Kainate receptor-mediated synaptic transmissions in the adult rodent insular cortex.

Kainate (KA) receptors are expressed widely in the central nerves systems, and regulate both excitatory and inhibitory synaptic transmission. KA receptors play important roles in fear memory, anxiety and pain. However, little is known about their function in synaptic transmission in the insular cortex (IC), a critical region for taste, memory and pain. Here we show that KA receptors contribute to fast synaptic transmission in neurons in all layers of the IC using whole cell patch-clamp recordings. In the presence of a GABAA receptor antagonist picrotoxin, a NMDA receptor antagonist AP5 and a selective AMPA receptor antagonist GYKI 53655, KA receptor-mediated excitatory postsynaptic currents (KA EPSCs) was revealed. We found KA EPSCs are about 5-10% of AMPA/KA EPSCs in all layers of the adult mouse IC. Similar results were found in adult rat IC. KA-EPSCs had a significantly slower rise time course and decay time constant compared with AMPA receptor-mediated EPSCs.

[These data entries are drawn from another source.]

use std::sync::Arc;

use tokio::io::{AsyncBufReadExt, BufReader};
use tracing::info;

use krishimitra::models::Language;
use krishimitra::service::SendOutcome;
use krishimitra::speech::{ProcessSpeechEngine, SpeechTransition};
use krishimitra::{AppError, ChatService, Config, HttpChatClient, LanguagePreference, SpeechController};

const HELP: &str = "\
Commands:
  /lang [en|te|hi]   cycle or set the display language
  /examples          show example questions
  /example <n>       ask example question <n>
  /messages          show this conversation
  /speak [n]         read message <n> aloud (default: latest reply), again to stop
  /retry             resend the last message that failed
  /history           show what the backend stored for this session
  /new               start a new conversation
  /quit              exit";

#[tokio::main]
async fn main() -> anyhow::Result<()> {
    // Load .env if present (development convenience)
    dotenvy::dotenv().ok();

    tracing_subscriber::fmt()
        .with_env_filter(
            tracing_subscriber::EnvFilter::try_from_default_env()
                .unwrap_or_else(|_| "krishimitra=info".into()),
        )
        .with_writer(std::io::stderr)
        .init();

    // ── Configuration ─────────────────────────────────────────────────────────
    let config = Config::from_env();
    info!("Using chat backend at {}", config.backend_url);

    // ── Dependency wiring ─────────────────────────────────────────────────────
    let preference = LanguagePreference::new(config.initial_language);
    let client = Arc::new(HttpChatClient::new(
        &config.backend_url,
        config.request_timeout,
        config.retry,
    )?);
    let (engine, mut speech_events) = ProcessSpeechEngine::new(config.tts_command.clone());
    let speech = SpeechController::new(Box::new(engine), preference.clone());
    let mut chat = ChatService::new(preference, client.clone(), speech);

    print_header(&chat);
    print_message(&chat, 0);
    print_examples(&chat);

    // ── Input loop ────────────────────────────────────────────────────────────
    let mut lines = BufReader::new(tokio::io::stdin()).lines();
    loop {
        tokio::select! {
            line = lines.next_line() => {
                let Some(line) = line? else { break };
                if !handle_line(&mut chat, &client, line.trim()).await {
                    break;
                }
            }
            Some(event) = speech_events.recv() => chat.handle_speech_event(event),
        }
        for notice in chat.take_notices() {
            eprintln!("[{}] {}", notice.title, notice.body);
        }
    }

    info!("Bye");
    Ok(())
}

/// Returns `false` when the user asked to quit.
async fn handle_line(chat: &mut ChatService, client: &HttpChatClient, line: &str) -> bool {
    let (command, arg) = match line.split_once(' ') {
        Some((c, a)) => (c, a.trim()),
        None => (line, ""),
    };

    match command {
        "" => {}
        "/quit" | "/exit" => return false,
        "/help" => println!("{HELP}"),
        "/lang" => {
            if arg.is_empty() {
                chat.cycle_language();
            } else {
                match Language::from_code(arg) {
                    Some(language) => chat.set_language(language),
                    None => {
                        println!("{}", AppError::UnsupportedLanguage { code: arg.to_string() });
                        return true;
                    }
                }
            }
            print_header(chat);
            print_message(chat, 0);
        }
        "/examples" => print_examples(chat),
        "/example" => {
            let picked = arg
                .parse::<usize>()
                .ok()
                .and_then(|n| n.checked_sub(1))
                .is_some_and(|idx| chat.use_example(idx));
            if picked {
                println!("> {}", chat.input());
                send(chat).await;
            } else {
                println!("No such example; try /examples");
            }
        }
        "/messages" => {
            for idx in 0..chat.messages().len() {
                print_message(chat, idx);
            }
        }
        "/speak" => speak(chat, arg),
        "/retry" => {
            if chat.input().trim().is_empty() {
                println!("Nothing to resend");
            } else {
                send(chat).await;
            }
        }
        "/history" => match client.history(chat.session().session_id()).await {
            Ok(history) => {
                for record in history.messages {
                    println!("you: {}", record.message);
                    if let Some(response) = record.response {
                        println!("ai:  {response}");
                    }
                }
            }
            Err(e) => println!("Could not load history: {e}"),
        },
        "/new" => {
            chat.reset();
            print_message(chat, 0);
            print_examples(chat);
        }
        _ if command.starts_with('/') => println!("Unknown command {command}; try /help"),
        _ => {
            chat.set_input(line);
            send(chat).await;
        }
    }
    true
}

async fn send(chat: &mut ChatService) {
    println!("{}", chat.strings().chat.thinking);
    match chat.submit().await {
        Ok(SendOutcome::Replied { .. }) => {
            let last = chat.messages().len() - 1;
            print_message(chat, last);
        }
        Ok(SendOutcome::Failed) => println!("(type /retry to resend)"),
        Ok(SendOutcome::Discarded) => {}
        Err(AppError::RequestInFlight { .. }) => println!("{}", chat.strings().notices.busy),
        Err(e) => println!("{e}"),
    }
}

fn speak(chat: &mut ChatService, arg: &str) {
    let target = if arg.is_empty() {
        chat.session().last_assistant().map(|m| m.id.clone())
    } else {
        arg.parse::<usize>()
            .ok()
            .and_then(|n| n.checked_sub(1))
            .and_then(|idx| chat.messages().get(idx))
            .map(|m| m.id.clone())
    };
    let Some(message_id) = target else {
        println!("No such message; try /messages");
        return;
    };
    match chat.toggle_speech(&message_id) {
        Ok(SpeechTransition::Stopped) => println!("(stopped)"),
        Ok(_) => println!("({}...)", chat.strings().chat.speak),
        Err(AppError::TurnNotFound { .. }) => println!("Only replies can be read aloud"),
        Err(e) => println!("{e}"),
    }
}

fn print_header(chat: &ChatService) {
    let strings = chat.strings();
    println!(
        "{} [{}]\n{}",
        strings.chat.title,
        chat.language().as_str().to_uppercase(),
        strings.chat.subtitle
    );
}

fn print_examples(chat: &ChatService) {
    let examples = chat.visible_examples();
    if examples.is_empty() {
        return;
    }
    println!("{}", chat.strings().chat.examples_title);
    for (idx, example) in examples.iter().enumerate() {
        println!("  {}. {example}", idx + 1);
    }
}

fn print_message(chat: &ChatService, idx: usize) {
    let Some(message) = chat.messages().get(idx) else { return };
    let who = if message.is_user_authored { "you" } else { "🌾" };
    let failed = if message.delivery == krishimitra::models::Delivery::Failed {
        " (not sent)"
    } else {
        ""
    };
    println!("{}. {who}: {}{failed}", idx + 1, message.text);
}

High frequency repetitive stimulations at 200 Hz significantly facilitated the summation of KA EPSCs. Additionally, genetic deletion of GluK1 or GluK2 subunit partially reduced postsynaptic KA EPSCs, and GluK2 KO mice with a selective GluK1 antagonist UBP302 could significantly reduce the KA EPSCs. These data suggest that both GluK1 and GluK2 play functional roles in the IC. Our study may provide the synaptic basis for the physiology and pathology of KA receptors in the IC-related functions.